Não-zero entre vendedores das lojas de celular

Passamos várias horas do domingo andando de carro pela cidade. Isso porque eu não consegui, após ligar várias vezes para o SAC da minha operadora, saber onde ficam as lojas da própria operadora e o horário de funcionamento. Será que eu são tão poucas pessoas que precisam dessa informação? Também tive dificuldade para achar isso no site. Resultado: peregrinamos por São Paulo. Passamos por três shopping centers e quatro bairros até encontrar. Mas valeu. Dois casos merecem registro.

Hello-ow?!... Em uma das lojas revendedoras, pedimos ao atendente (muito prestativo, reconheço) para nos dar o telefone da outra loja em outro shopping. Ele respondeu: "Não adianta porque eles não atendem. Nós também não atendemos... não dá tempo." É que eles priorizam o atendimento aos clientes que chegam, mas achamos meio, sei lá, ridículo o fato da loja da operadora não atender telefone. E se os funcionários não vão atender, por que existe a linha?

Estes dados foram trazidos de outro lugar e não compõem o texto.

//! Wiring of the running daemon: brick, script runner and the two sockets.

use std::future::Future;
use std::sync::Arc;

use brick_communicator::{CommandServer, FsStorage, Messenger};
use brick_hal::{Brick, BrickConfig};
use brick_middleware::{Topic, TopicReceiver};
use brick_runtime::{ProcessScriptEngine, ScriptRunner};
use brick_types::{BrickError, EventPayload};
use tokio::sync::broadcast::error::RecvError;
use tracing::{info, warn};

use crate::config::Config;
use crate::telemetry_server::TelemetryServer;

pub struct Controller {
    brick: Arc<Brick>,
    runner: Arc<ScriptRunner>,
    server: CommandServer,
    telemetry: TelemetryServer,
    scripts: TopicReceiver,
    alerts: TopicReceiver,
}

impl Controller {
    /// Build the brick from `hardware` and everything that drives it.
    ///
    /// # Errors
    ///
    /// Returns [`BrickError::Process`] if the script worker cannot start.
    pub fn new(cfg: &Config, hardware: BrickConfig) -> Result<Self, BrickError> {
        let brick = Arc::new(Brick::new(hardware));
        // Subscribe before anything can publish.
        let scripts = brick.event_bus().subscribe_to(Topic::Scripts);
        let alerts = brick.event_bus().subscribe_to(Topic::SystemAlerts);

        let engine = ProcessScriptEngine::new(
            cfg.interpreter.program.clone(),
            cfg.interpreter.args.clone(),
        );
        let runner = Arc::new(ScriptRunner::new(Arc::clone(&brick), Box::new(engine))?);
        let storage = Arc::new(FsStorage::new(&cfg.scripts_dir));
        let server =
            CommandServer::new(storage, Arc::clone(&runner) as _).with_port(cfg.communicator_port);
        let telemetry = TelemetryServer::new(Arc::clone(&brick)).with_port(cfg.telemetry_port);

        Ok(Self {
            brick,
            runner,
            server,
            telemetry,
            scripts,
            alerts,
        })
    }

    pub fn brick(&self) -> &Arc<Brick> {
        &self.brick
    }

    pub fn runner(&self) -> &Arc<ScriptRunner> {
        &self.runner
    }

    /// Serve until either listener fails, a script calls `quit`, or
    /// `shutdown` resolves.  Running scripts are aborted and the brick stopped on the
    /// way out.
    pub async fn run(self, shutdown: impl Future<Output = ()>) -> Result<(), BrickError> {
        let Controller {
            brick: _,
            runner,
            server,
            telemetry,
            scripts,
            alerts,
        } = self;

        let errors = tokio::spawn(forward_script_errors(scripts, server.messenger()));
        let outcome = tokio::select! {
            served = server.run() => served,
            served = telemetry.run() => served,
            _ = wait_for_quit(alerts) => {
                info!("quit requested by script");
                Ok(())
            }
            _ = shutdown => {
                info!("shutdown requested");
                Ok(())
            }
        };

        errors.abort();
        // Also stops the brick.
        runner.abort();
        outcome
    }
}

/// Report failed scripts to every connected peer as `error: <message>`.
pub async fn forward_script_errors(mut scripts: TopicReceiver, messenger: Messenger) {
    loop {
        match scripts.recv().await {
            Ok(event) => {
                if let EventPayload::ScriptCompleted { script_id, error } = event.payload
                    && !error.is_empty()
                {
                    let peers = messenger.send_message(&format!("error: {error}"));
                    warn!(script_id, error = %error, peers, "script failed");
                }
            }
            Err(RecvError::Lagged(skipped)) => warn!(skipped, "script events dropped"),
            Err(RecvError::Closed) => return,
        }
    }
}

/// Resolve once a [`EventPayload::Quit`] arrives or the bus goes away.
pub async fn wait_for_quit(mut alerts: TopicReceiver) {
    loop {
        match alerts.recv().await {
            Ok(event) if event.payload == EventPayload::Quit => return,
            Ok(_) => {}
            Err(RecvError::Lagged(skipped)) => warn!(skipped, "system alerts dropped"),
            Err(RecvError::Closed) => return,
        }
    }
}

#[cfg(test)]
mod tests {
    use super::*;
    use brick_communicator::{ScriptHost, Storage};
    use brick_middleware::EventBus;
    use brick_runtime::ScriptOrigin;
    use std::time::{Duration, Instant};
    use tokio::io::AsyncReadExt;
    use tokio::net::{TcpListener, TcpStream};

    struct IdleHost;

    impl ScriptHost for IdleHost {
        fn run(&self, _code: String, _origin: ScriptOrigin) -> u64 {
            0
        }

        fn abort(&self) {}
    }

    fn test_config(dir: &std::path::Path) -> Config {
        Config {
            communicator_port: 0,
            telemetry_port: 0,
            scripts_dir: dir.to_path_buf(),
            ..Config::default()
        }
    }

    #[tokio::test]
    async fn failed_script_is_reported_to_peers() -> Result<(), Box<dyn std::error::Error>> {
        let dir = tempfile::tempdir()?;
        let storage: Arc<dyn Storage> = Arc::new(FsStorage::new(dir.path()));
        let server = CommandServer::new(storage, Arc::new(IdleHost));
        let messenger = server.messenger();
        let listener = TcpListener::bind("127.0.0.1:0").await?;
        let addr = listener.local_addr()?;
        tokio::spawn(server.serve(listener));

        let events = EventBus::default();
        tokio::spawn(forward_script_errors(
            events.subscribe_to(Topic::Scripts),
            messenger.clone(),
        ));

        let mut client = TcpStream::connect(addr).await?;
        let deadline = Instant::now() + Duration::from_secs(5);
        while messenger.peer_count() == 0 && Instant::now() < deadline {
            tokio::time::sleep(Duration::from_millis(10)).await;
        }
        assert_eq!(messenger.peer_count(), 1);

        events.publish(
            "test",
            EventPayload::ScriptCompleted {
                script_id: 1,
                error: String::new(),
            },
        );
        events.publish(
            "test",
            EventPayload::ScriptCompleted {
                script_id: 2,
                error: "motor M9 not found".to_string(),
            },
        );

        let mut buf = [0u8; 128];
        let n = tokio::time::timeout(Duration::from_secs(5), client.read(&mut buf)).await??;
        assert_eq!(&buf[..n], b"error: motor M9 not found");
        Ok(())
    }

    #[tokio::test]
    async fn quit_ignores_other_alerts() -> Result<(), Box<dyn std::error::Error>> {
        let events = EventBus::default();
        let waiter = tokio::spawn(wait_for_quit(events.subscribe_to(Topic::SystemAlerts)));

        events.publish("test", EventPayload::BrickStopped);
        tokio::time::sleep(Duration::from_millis(50)).await;
        assert!(!waiter.is_finished());

        events.publish("test", EventPayload::Quit);
        tokio::time::timeout(Duration::from_secs(5), waiter).await??;
        Ok(())
    }

    #[tokio::test]
    async fn brick_quit_ends_run() -> Result<(), Box<dyn std::error::Error>> {
        let dir = tempfile::tempdir()?;
        let controller = Controller::new(&test_config(dir.path()), BrickConfig::default())?;
        let brick = Arc::clone(controller.brick());
        let running = tokio::spawn(controller.run(std::future::pending()));

        brick.quit();
        tokio::time::timeout(Duration::from_secs(5), running).await???;
        Ok(())
    }

    #[tokio::test]
    async fn shutdown_future_ends_run() -> Result<(), Box<dyn std::error::Error>> {
        let dir = tempfile::tempdir()?;
        let controller = Controller::new(&test_config(dir.path()), BrickConfig::default())?;
        assert_eq!(controller.runner().pending(), 0);

        let outcome = tokio::time::timeout(
            Duration::from_secs(5),
            controller.run(tokio::time::sleep(Duration::from_millis(20))),
        )
        .await?;
        assert!(outcome.is_ok());
        Ok(())
    }
}
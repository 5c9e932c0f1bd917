//! Front-panel keys fed by an input-event device.

use std::collections::HashSet;
use std::sync::{Arc, Mutex, PoisonError};

use brick_types::BrickError;
use tracing::debug;

use crate::config::KeysConfig;
use crate::input::{EV_KEY, InputEvent, InputReader};

#[derive(Default)]
struct KeyState {
    pressed: HashSet<u16>,
    last: Option<u16>,
}

/// Records key presses until a script consumes them.
pub struct Keys {
    state: Arc<Mutex<KeyState>>,
    _reader: InputReader,
}

impl Keys {
    /// # Errors
    ///
    /// Returns [`BrickError::Configuration`] when the device file cannot be
    /// opened.
    pub fn new(config: &KeysConfig) -> Result<Self, BrickError> {
        let state = Arc::new(Mutex::new(KeyState::default()));
        let sink = Arc::clone(&state);
        let reader = InputReader::spawn("keys", &config.device_file, move |event: InputEvent| {
            // value 1 = press, 0 = release, 2 = autorepeat
            if event.kind == EV_KEY && event.value == 1 {
                debug!(code = event.code, "key pressed");
                let mut state = sink.lock().unwrap_or_else(PoisonError::into_inner);
                state.pressed.insert(event.code);
                state.last = Some(event.code);
            }
        })?;
        Ok(Self {
            state,
            _reader: reader,
        })
    }

    fn state(&self) -> std::sync::MutexGuard<'_, KeyState> {
        self.state.lock().unwrap_or_else(PoisonError::into_inner)
    }

    /// Whether `code` was pressed since the last check; consumes the press.
    pub fn was_pressed(&self, code: u16) -> bool {
        self.state().pressed.remove(&code)
    }

    /// Code of the most recently pressed key.
    pub fn last_pressed(&self) -> Option<u16> {
        self.state().last
    }

    /// Forget every recorded press.
    pub fn reset(&self) {
        let mut state = self.state();
        state.pressed.clear();
        state.last = None;
    }
}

Aliança improvável Chegamos ao shopping e aproveitamos o fato da loja em questão estar cheia para cotar o mesmo serviço na concorrente. O vendedor concorrente nos disse que precisaríamos de uma conta de celular para termos um preço especial. Não tínhamos trazido. Mas no problem! Ele foi falar com o "brother" dele, vendedor da minha operadora, para puxar a conta.

Uma mão lavando a outra. Dentro da disputa entre as empresas existe espaço informal para a colaboração entre os pequenos. Isso deve ser prática corrente. Seguramente é recíproco. Total não-zero!